**WHAT NEEDS TO BE DONE**
If a line below contains the string "params", copy it out.

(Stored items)
++++

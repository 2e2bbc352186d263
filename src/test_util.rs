use std::time::Duration;

/// Polls `condition` until it holds or two seconds pass.
pub(crate) async fn wait_until<F: Fn() -> bool>(condition: F) -> bool {
    for _ in 0..400 {
        if condition() {
            return true;
        }
        tokio::time::sleep(Duration::from_millis(5)).await;
    }
    condition()
}
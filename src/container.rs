//! # Extension Container
//!
//! Owns one extension together with its listeners, its two shared state
//! stores and the ordered queue events are delivered through. All listener
//! callbacks of one extension run on that queue's task, one event at a time.

use std::fmt;
use std::sync::atomic::{AtomicU64, Ordering};
use std::sync::{Arc, Mutex, OnceLock, PoisonError, RwLock, Weak};

use tracing::{debug, trace};

use crate::event::listener::{invoke_contained, ListenerRegistration};
use crate::event::Event;
use crate::extension::Extension;
use crate::orderer::OperationOrderer;
use crate::shared_state::{SharedState, SharedStateType};

#[derive(Debug, Clone, Copy, PartialEq, Eq, strum::Display)]
pub enum ContainerState {
    Uninitialized,
    Initializing,
    Registered,
    Unregistering,
    Removed,
}

/// An event paired with the hub sequence position it was dispatched at.
#[derive(Debug, Clone)]
pub(crate) struct SequencedEvent {
    pub position: u64,
    pub event: Arc<Event>,
}

pub struct ExtensionContainer {
    type_name: String,
    extension: OnceLock<Arc<dyn Extension>>,
    shared_state_name: OnceLock<String>,
    state: Mutex<ContainerState>,
    listeners: RwLock<Vec<ListenerRegistration>>,
    standard_state: OnceLock<SharedState>,
    xdm_state: OnceLock<SharedState>,
    events: OperationOrderer<SequencedEvent>,
    last_processed: AtomicU64,
}

impl ExtensionContainer {
    /// Creates an empty container with a stopped queue. Events enqueued before
    /// [`ExtensionContainer::install`] wait for it.
    pub(crate) fn new(type_name: &str) -> Arc<Self> {
        Arc::new_cyclic(|container: &Weak<ExtensionContainer>| {
            let events = OperationOrderer::new(type_name);
            let container = container.clone();
            events.set_handler(move |item: &SequencedEvent| match container.upgrade() {
                Some(container) => container.process(item),
                None => true,
            });
            Self {
                type_name: type_name.to_string(),
                extension: OnceLock::new(),
                shared_state_name: OnceLock::new(),
                state: Mutex::new(ContainerState::Uninitialized),
                listeners: RwLock::new(Vec::new()),
                standard_state: OnceLock::new(),
                xdm_state: OnceLock::new(),
                events,
                last_processed: AtomicU64::new(0),
            }
        })
    }

    /// Attaches the constructed extension, runs its registration hook and
    /// starts delivery.
    pub(crate) fn install(&self, extension: Arc<dyn Extension>) {
        let name = extension.name().to_string();
        let _ = self.standard_state.set(SharedState::new(&name));
        let _ = self.xdm_state.set(SharedState::new(&name));
        let _ = self.shared_state_name.set(name);
        let _ = self.extension.set(extension.clone());

        invoke_contained(self.name(), || extension.on_registered());
        self.set_state(ContainerState::Registered);
        self.events.start();
        debug!("Extension {} ({}) registered", self.name(), self.type_name);
    }

    /// Closes the queue, dropping whatever is still waiting in it. The
    /// unregistration hook runs on the container's task after the event in
    /// flight, if any, has been handled.
    pub(crate) fn teardown(self: &Arc<Self>) {
        {
            let mut state = self.state.lock().unwrap_or_else(PoisonError::into_inner);
            if matches!(*state, ContainerState::Unregistering | ContainerState::Removed) {
                return;
            }
            *state = ContainerState::Unregistering;
        }
        let container = self.clone();
        self.events.close_with(move || container.finish_teardown());
    }

    fn finish_teardown(&self) {
        if let Some(extension) = self.extension.get() {
            invoke_contained(self.name(), || extension.on_unregistered());
        }
        self.listeners
            .write()
            .unwrap_or_else(PoisonError::into_inner)
            .clear();
        self.set_state(ContainerState::Removed);
        debug!("Extension {} removed", self.name());
    }

    fn process(&self, item: &SequencedEvent) -> bool {
        let Some(extension) = self.extension.get() else {
            return false;
        };
        if !extension.ready_for_event(&item.event) {
            trace!("{} not ready for event {}", self.name(), item.event.id());
            return false;
        }

        // snapshot so listeners may register more listeners
        let listeners = self
            .listeners
            .read()
            .unwrap_or_else(PoisonError::into_inner)
            .clone();
        for listener in listeners.iter().filter(|l| l.should_notify(&item.event)) {
            invoke_contained(self.name(), || listener.notify(&item.event));
        }

        self.last_processed.store(item.position, Ordering::SeqCst);
        true
    }

    /// Reserves `name` ahead of [`ExtensionContainer::install`]. `false` if a
    /// name was already set.
    pub(crate) fn claim_name(&self, name: &str) -> bool {
        self.shared_state_name.set(name.to_string()).is_ok()
    }

    pub(crate) fn enqueue(&self, item: SequencedEvent) {
        self.events.add(item);
    }

    pub(crate) fn register_listener(&self, registration: ListenerRegistration) {
        self.listeners
            .write()
            .unwrap_or_else(PoisonError::into_inner)
            .push(registration);
    }

    pub(crate) fn set_state(&self, state: ContainerState) {
        *self.state.lock().unwrap_or_else(PoisonError::into_inner) = state;
    }

    pub fn start_events(&self) {
        self.events.start();
    }

    pub fn stop_events(&self) {
        self.events.stop();
    }

    /// Shared state name once installed, the type name before.
    pub fn name(&self) -> &str {
        self.shared_state_name
            .get()
            .map(String::as_str)
            .unwrap_or(self.type_name.as_str())
    }

    pub fn type_name(&self) -> &str {
        &self.type_name
    }

    pub fn shared_state_name(&self) -> Option<&str> {
        self.shared_state_name.get().map(String::as_str)
    }

    /// Case-insensitive shared state name comparison.
    pub fn matches_name(&self, name: &str) -> bool {
        self.shared_state_name()
            .is_some_and(|own| own.eq_ignore_ascii_case(name))
    }

    pub fn extension(&self) -> Option<Arc<dyn Extension>> {
        self.extension.get().cloned()
    }

    pub fn shared_state(&self, state_type: SharedStateType) -> Option<&SharedState> {
        match state_type {
            SharedStateType::Standard => self.standard_state.get(),
            SharedStateType::Xdm => self.xdm_state.get(),
        }
    }

    pub fn state(&self) -> ContainerState {
        *self.state.lock().unwrap_or_else(PoisonError::into_inner)
    }

    /// Sequence position of the last event this extension fully processed.
    pub fn last_processed_position(&self) -> u64 {
        self.last_processed.load(Ordering::SeqCst)
    }

    pub fn pending_events(&self) -> usize {
        self.events.len()
    }

    pub fn listener_count(&self) -> usize {
        self.listeners
            .read()
            .unwrap_or_else(PoisonError::into_inner)
            .len()
    }
}

impl fmt::Debug for ExtensionContainer {
    fn fmt(&self, f: &mut fmt::Formatter<'_>) -> fmt::Result {
        f.debug_struct("ExtensionContainer")
            .field("name", &self.name())
            .field("state", &self.state())
            .field("last_processed", &self.last_processed_position())
            .finish()
    }
}
use serde::{Deserialize, Serialize};
use std::{fs::File, io::BufReader, path::Path, path::PathBuf, time::Duration};

use crate::{Error, InternalResult};

#[derive(Debug, Clone, Serialize, Deserialize)]
pub struct HubConfig {
    /// Used by [`crate::EventHub::register_response_listener_default`].
    #[serde(default = "default_response_timeout", with = "duration_ms")]
    pub default_response_timeout: Duration,

    /// Number of processed events kept for diagnostics. 0 disables history.
    #[serde(default = "default_history_capacity")]
    pub history_capacity: usize,

    /// Number of most recent events whose sequence position stays known.
    /// Older events can no longer pin a shared state version and read as
    /// if no event had been given.
    #[serde(default = "default_event_number_capacity")]
    pub event_number_capacity: usize,

    /// Upper bound on an extension constructor.
    #[serde(default = "default_init_timeout", with = "duration_ms")]
    pub init_timeout: Duration,

    #[serde(default)]
    pub hit_queue: HitQueueConfig,
}

impl Default for HubConfig {
    fn default() -> Self {
        Self {
            default_response_timeout: default_response_timeout(),
            history_capacity: default_history_capacity(),
            event_number_capacity: default_event_number_capacity(),
            init_timeout: default_init_timeout(),
            hit_queue: HitQueueConfig::default(),
        }
    }
}

impl HubConfig {
    pub fn from_file(path: &str) -> InternalResult<Self> {
        from_file(path)
    }
}

#[derive(Debug, Clone, Serialize, Deserialize)]
pub struct HitQueueConfig {
    /// Directory holding file backed data queues.
    #[serde(default = "default_storage_dir")]
    pub storage_dir: PathBuf,

    #[serde(default = "default_file_extension")]
    pub file_extension: String,
}

impl Default for HitQueueConfig {
    fn default() -> Self {
        Self {
            storage_dir: default_storage_dir(),
            file_extension: default_file_extension(),
        }
    }
}

pub fn from_file<T: for<'de> Deserialize<'de>, P: AsRef<Path>>(path: P) -> InternalResult<T> {
    let file = File::open(path)
        .map_err(|e| Error::Internal(format!("Failed to open config file: {}", e)))?;
    let reader = BufReader::new(file);
    let config = serde_json::from_reader(reader)
        .map_err(|e| Error::Internal(format!("Failed to parse config file: {}", e)))?;
    Ok(config)
}

pub fn from_str<T: for<'de> Deserialize<'de>>(s: &str) -> InternalResult<T> {
    let config = serde_json::from_str(s)
        .map_err(|e| Error::Internal(format!("Failed to parse config: {}", e)))?;
    Ok(config)
}

fn default_response_timeout() -> Duration {
    Duration::from_secs(5)
}

fn default_history_capacity() -> usize {
    100
}

fn default_event_number_capacity() -> usize {
    10_000
}

fn default_init_timeout() -> Duration {
    Duration::from_secs(10)
}

fn default_storage_dir() -> PathBuf {
    std::env::temp_dir().join("extension-hub")
}

fn default_file_extension() -> String {
    "hits".to_string()
}

mod duration_ms {
    use serde::{Deserialize, Deserializer, Serializer};
    use std::time::Duration;

    pub fn serialize<S>(duration: &Duration, serializer: S) -> Result<S::Ok, S::Error>
    where
        S: Serializer,
    {
        serializer.serialize_u64(duration.as_millis() as u64)
    }

    pub fn deserialize<'de, D>(deserializer: D) -> Result<Duration, D::Error>
    where
        D: Deserializer<'de>,
    {
        let millis = u64::deserialize(deserializer)?;
        Ok(Duration::from_millis(millis))
    }
}

#[cfg(test)]
mod tests {
    use super::*;
    use std::io::Write;

    #[test]
    fn test_defaults_fill_missing_fields() {
        let config: HubConfig = from_str(r#"{ "history_capacity": 3 }"#).unwrap();
        assert_eq!(config.history_capacity, 3);
        assert_eq!(config.event_number_capacity, 10_000);
        assert_eq!(config.default_response_timeout, Duration::from_secs(5));
        assert_eq!(config.hit_queue.file_extension, "hits");
    }

    #[test]
    fn test_durations_are_milliseconds() {
        let config: HubConfig = from_str(
            r#"{ "init_timeout": 250, "default_response_timeout": 1500 }"#,
        )
        .unwrap();
        assert_eq!(config.init_timeout, Duration::from_millis(250));
        assert_eq!(config.default_response_timeout, Duration::from_millis(1500));

        let json = serde_json::to_value(&config).unwrap();
        assert_eq!(json["init_timeout"], serde_json::json!(250));
    }

    #[test]
    fn test_from_file() {
        let mut file = tempfile::NamedTempFile::new().unwrap();
        write!(file, r#"{{ "hit_queue": {{ "storage_dir": "/tmp/hits" }} }}"#).unwrap();

        let config = HubConfig::from_file(file.path().to_str().unwrap()).unwrap();
        assert_eq!(config.hit_queue.storage_dir, PathBuf::from("/tmp/hits"));
        assert!(matches!(
            HubConfig::from_file("/definitely/missing.json"),
            Err(Error::Internal(_))
        ));
    }
}
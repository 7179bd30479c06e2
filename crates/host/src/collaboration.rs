//! Collaboration relay
//!
//! Mirrors windows between the peers of a shared editing session. The host
//! owns the real browsers and announces them; guests recreate each announced
//! window locally under the same id. Input on either side is replayed on the
//! other.
//!
//! The transport is optional. Without one the relay never starts.

use async_trait::async_trait;
use parking_lot::Mutex;
use protocol::{ViewportMetadata, WindowId, WindowState};
use serde::{Deserialize, Serialize};
use serde_json::{json, Value};
use std::collections::{HashMap, HashSet};
use std::sync::Arc;
use tokio::sync::broadcast::error::RecvError;
use tokio::sync::{mpsc, oneshot};
use tokio::task::JoinHandle;

use crate::error::Result;
use crate::events::RegistryEvent;
use crate::registry::WindowRegistry;

pub const REQUEST_GET_WINDOWS: &str = "getWindows";
pub const NOTIFICATION_WINDOW_CREATED: &str = "windowCreated";
pub const NOTIFICATION_WINDOW_DISPOSED: &str = "windowDisposed";
pub const NOTIFICATION_WINDOW_INTERACTION: &str = "windowInteraction";
pub const NOTIFICATION_WINDOW_RESIZED: &str = "windowResized";

/// Interactions worth replaying on the other side
pub const DISPATCHED_EVENTS: &[&str] = &[
    "Input.dispatchKeyEvent",
    "Input.dispatchMouseEvent",
    "Page.goBackward",
    "Page.goForward",
    "Page.navigate",
    "Page.reload",
];

#[derive(Debug, Clone, Copy, PartialEq, Eq)]
pub enum PeerRole {
    Host,
    Guest,
}

#[derive(Debug)]
pub enum PeerMessage {
    Request {
        name: String,
        args: Value,
        reply: oneshot::Sender<Value>,
    },
    Notification {
        name: String,
        args: Value,
    },
}

/// A shared-session service channel
#[async_trait]
pub trait CollaborationTransport: Send + Sync {
    fn role(&self) -> PeerRole;

    /// This peer's number within the session
    fn peer_number(&self) -> u32;

    async fn request(&self, name: &str, args: Value) -> Result<Value>;

    fn notify(&self, name: &str, args: Value);

    /// Everything the other peers send. Only the first call gets the receiver.
    fn take_incoming(&self) -> Option<mpsc::UnboundedReceiver<PeerMessage>>;
}

#[derive(Debug, Clone, Serialize, Deserialize)]
struct WindowIdNotice {
    id: WindowId,
}

#[derive(Debug, Clone, Serialize, Deserialize)]
#[serde(rename_all = "camelCase")]
struct WindowResizedNotice {
    id: WindowId,
    viewport_metadata: ViewportMetadata,
}

#[derive(Debug, Clone, Serialize, Deserialize)]
struct InteractionData {
    #[serde(rename = "type")]
    method: String,
    #[serde(default)]
    params: Option<Value>,
}

#[derive(Debug, Clone, Serialize, Deserialize)]
#[serde(rename_all = "camelCase")]
struct WindowInteractionNotice {
    peer_number: u32,
    id: WindowId,
    data: InteractionData,
}

struct Relay {
    registry: WindowRegistry,
    transport: Arc<dyn CollaborationTransport>,
    /// Host: windows created but not yet presentable
    awaiting: Mutex<HashSet<WindowId>>,
    /// Host: last announced size per window
    sizes: Mutex<HashMap<WindowId, (f64, f64)>>,
}

pub struct CollaborationRelay {
    tasks: Vec<JoinHandle<()>>,
}

impl CollaborationRelay {
    /// Start relaying. `None` when there is no transport to relay over.
    pub async fn start(
        registry: WindowRegistry,
        transport: Option<Arc<dyn CollaborationTransport>>,
    ) -> Option<Self> {
        let Some(transport) = transport else {
            tracing::info!("No collaboration transport, relay disabled");
            return None;
        };
        let Some(mut incoming) = transport.take_incoming() else {
            tracing::warn!("Collaboration transport already in use");
            return None;
        };

        let role = transport.role();
        tracing::info!(?role, peer = transport.peer_number(), "Starting collaboration relay");

        let relay = Arc::new(Relay {
            registry,
            transport,
            awaiting: Mutex::new(HashSet::new()),
            sizes: Mutex::new(HashMap::new()),
        });

        let mut local = relay.registry.subscribe();

        match role {
            PeerRole::Host => relay.track_existing_windows(),
            PeerRole::Guest => relay.mirror_remote_windows().await,
        }

        let remote_relay = relay.clone();
        let remote = tokio::spawn(async move {
            while let Some(message) = incoming.recv().await {
                remote_relay.on_peer_message(message).await;
            }
            tracing::debug!("Collaboration transport closed");
        });

        let local_relay = relay;
        let local = tokio::spawn(async move {
            loop {
                match local.recv().await {
                    Ok(event) => local_relay.on_local_event(event),
                    Err(RecvError::Lagged(skipped)) => {
                        tracing::warn!(skipped, "Collaboration relay lagged behind window events");
                    }
                    Err(RecvError::Closed) => break,
                }
            }
        });

        Some(Self {
            tasks: vec![remote, local],
        })
    }

    pub fn stop(&self) {
        for task in &self.tasks {
            task.abort();
        }
    }
}

impl Drop for CollaborationRelay {
    fn drop(&mut self) {
        self.stop();
    }
}

impl Relay {
    fn role(&self) -> PeerRole {
        self.transport.role()
    }

    fn track_existing_windows(&self) {
        let mut sizes = self.sizes.lock();
        for state in self.registry.states() {
            let vm = &state.view.viewport_metadata;
            sizes.insert(state.id, (vm.width, vm.height));
        }
    }

    async fn mirror_remote_windows(&self) {
        let windows = match self.transport.request(REQUEST_GET_WINDOWS, json!([])).await {
            Ok(windows) => windows,
            Err(e) => {
                tracing::warn!("getWindows failed: {}", e);
                return;
            }
        };

        match serde_json::from_value::<Vec<WindowState>>(windows) {
            Ok(states) => {
                tracing::debug!(count = states.len(), "Mirroring host windows");
                for state in states {
                    self.mirror_window(state).await;
                }
            }
            Err(e) => tracing::warn!("Unexpected getWindows reply: {}", e),
        }
    }

    async fn mirror_window(&self, state: WindowState) {
        if self.registry.get_by_id(state.id).is_some() {
            return;
        }
        match self.registry.create(Some(&state.view.url), Some(state.id)).await {
            Ok(window) => window.set_viewport(state.view.viewport_metadata),
            Err(e) => tracing::warn!(window = %state.id, "Failed to mirror window: {}", e),
        }
    }

    fn on_local_event(&self, event: RegistryEvent) {
        match event {
            RegistryEvent::WindowCreated { id } if self.role() == PeerRole::Host => {
                self.awaiting.lock().insert(id);
                self.announce_if_ready(id);
            }
            RegistryEvent::WindowStateChanged { id } if self.role() == PeerRole::Host => {
                if !self.announce_if_ready(id) {
                    self.notify_if_resized(id);
                }
            }
            RegistryEvent::WindowDisposed { id } if self.role() == PeerRole::Host => {
                self.awaiting.lock().remove(&id);
                self.sizes.lock().remove(&id);
                tracing::debug!(window = %id, "Notifying guests of window disposal");
                self.send(NOTIFICATION_WINDOW_DISPOSED, &WindowIdNotice { id });
            }
            RegistryEvent::WindowInteraction { id, method, params } => {
                if !DISPATCHED_EVENTS.contains(&method.as_str()) {
                    return;
                }
                let notice = WindowInteractionNotice {
                    peer_number: self.transport.peer_number(),
                    id,
                    data: InteractionData { method, params },
                };
                self.send(NOTIFICATION_WINDOW_INTERACTION, &notice);
            }
            _ => {}
        }
    }

    /// Announce a window the first time its state is presentable
    fn announce_if_ready(&self, id: WindowId) -> bool {
        if !self.awaiting.lock().contains(&id) {
            return false;
        }
        let Some(window) = self.registry.get_by_id(id) else {
            return false;
        };
        let state = window.state();
        if !state.view.is_presentable() {
            return false;
        }

        self.awaiting.lock().remove(&id);
        let vm = &state.view.viewport_metadata;
        self.sizes.lock().insert(id, (vm.width, vm.height));

        tracing::debug!(window = %id, url = %state.view.url, "Notifying guests of window");
        self.send(NOTIFICATION_WINDOW_CREATED, &state);
        true
    }

    fn notify_if_resized(&self, id: WindowId) {
        let Some(window) = self.registry.get_by_id(id) else {
            return;
        };
        let viewport_metadata = window.state().view.viewport_metadata;
        let size = (viewport_metadata.width, viewport_metadata.height);

        {
            let mut sizes = self.sizes.lock();
            match sizes.get(&id) {
                Some(previous) if *previous != size => {
                    sizes.insert(id, size);
                }
                _ => return,
            }
        }

        tracing::debug!(window = %id, "Notifying guests of window resize");
        self.send(
            NOTIFICATION_WINDOW_RESIZED,
            &WindowResizedNotice {
                id,
                viewport_metadata,
            },
        );
    }

    fn send<T: Serialize>(&self, name: &str, args: &T) {
        match serde_json::to_value(args) {
            Ok(args) => self.transport.notify(name, args),
            Err(e) => tracing::warn!(name, "Unserialisable notification: {}", e),
        }
    }

    async fn on_peer_message(&self, message: PeerMessage) {
        match message {
            PeerMessage::Request { name, reply, .. } => {
                let answer = if name == REQUEST_GET_WINDOWS && self.role() == PeerRole::Host {
                    serde_json::to_value(self.registry.states()).unwrap_or(Value::Null)
                } else {
                    tracing::debug!(name = %name, "Unhandled collaboration request");
                    Value::Null
                };
                let _ = reply.send(answer);
            }
            PeerMessage::Notification { name, args } => self.on_notification(&name, args).await,
        }
    }

    async fn on_notification(&self, name: &str, args: Value) {
        match (name, self.role()) {
            (NOTIFICATION_WINDOW_INTERACTION, _) => self.on_remote_interaction(args).await,
            (NOTIFICATION_WINDOW_CREATED, PeerRole::Guest) => {
                match serde_json::from_value::<WindowState>(args) {
                    Ok(state) => self.mirror_window(state).await,
                    Err(e) => tracing::warn!("Bad windowCreated notice: {}", e),
                }
            }
            (NOTIFICATION_WINDOW_DISPOSED, PeerRole::Guest) => {
                if let Ok(WindowIdNotice { id }) = serde_json::from_value(args) {
                    if let Some(window) = self.registry.get_by_id(id) {
                        window.dispose().await;
                    }
                }
            }
            (NOTIFICATION_WINDOW_RESIZED, PeerRole::Guest) => {
                if let Ok(notice) = serde_json::from_value::<WindowResizedNotice>(args) {
                    if let Some(window) = self.registry.get_by_id(notice.id) {
                        window.set_viewport(notice.viewport_metadata);
                    }
                }
            }
            _ => tracing::debug!(name, "Ignoring collaboration notification"),
        }
    }

    async fn on_remote_interaction(&self, args: Value) {
        let notice: WindowInteractionNotice = match serde_json::from_value(args.clone()) {
            Ok(notice) => notice,
            Err(e) => {
                tracing::warn!("Bad windowInteraction notice: {}", e);
                return;
            }
        };

        // Our own interaction, re-broadcast by the host
        if notice.peer_number == self.transport.peer_number() {
            return;
        }

        if let Some(window) = self.registry.get_by_id(notice.id) {
            tracing::debug!(
                window = %notice.id,
                method = %notice.data.method,
                "Replaying remote interaction"
            );
            window.replay(&notice.data.method, notice.data.params).await;
        }

        if self.role() == PeerRole::Host {
            self.transport.notify(NOTIFICATION_WINDOW_INTERACTION, args);
        }
    }
}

++++

**OUTPUT BELOW**
    params: Option<Value>,
            RegistryEvent::WindowInteraction { id, method, params } => {
                    data: InteractionData { method, params },
            window.replay(&notice.data.method, notice.data.params).await;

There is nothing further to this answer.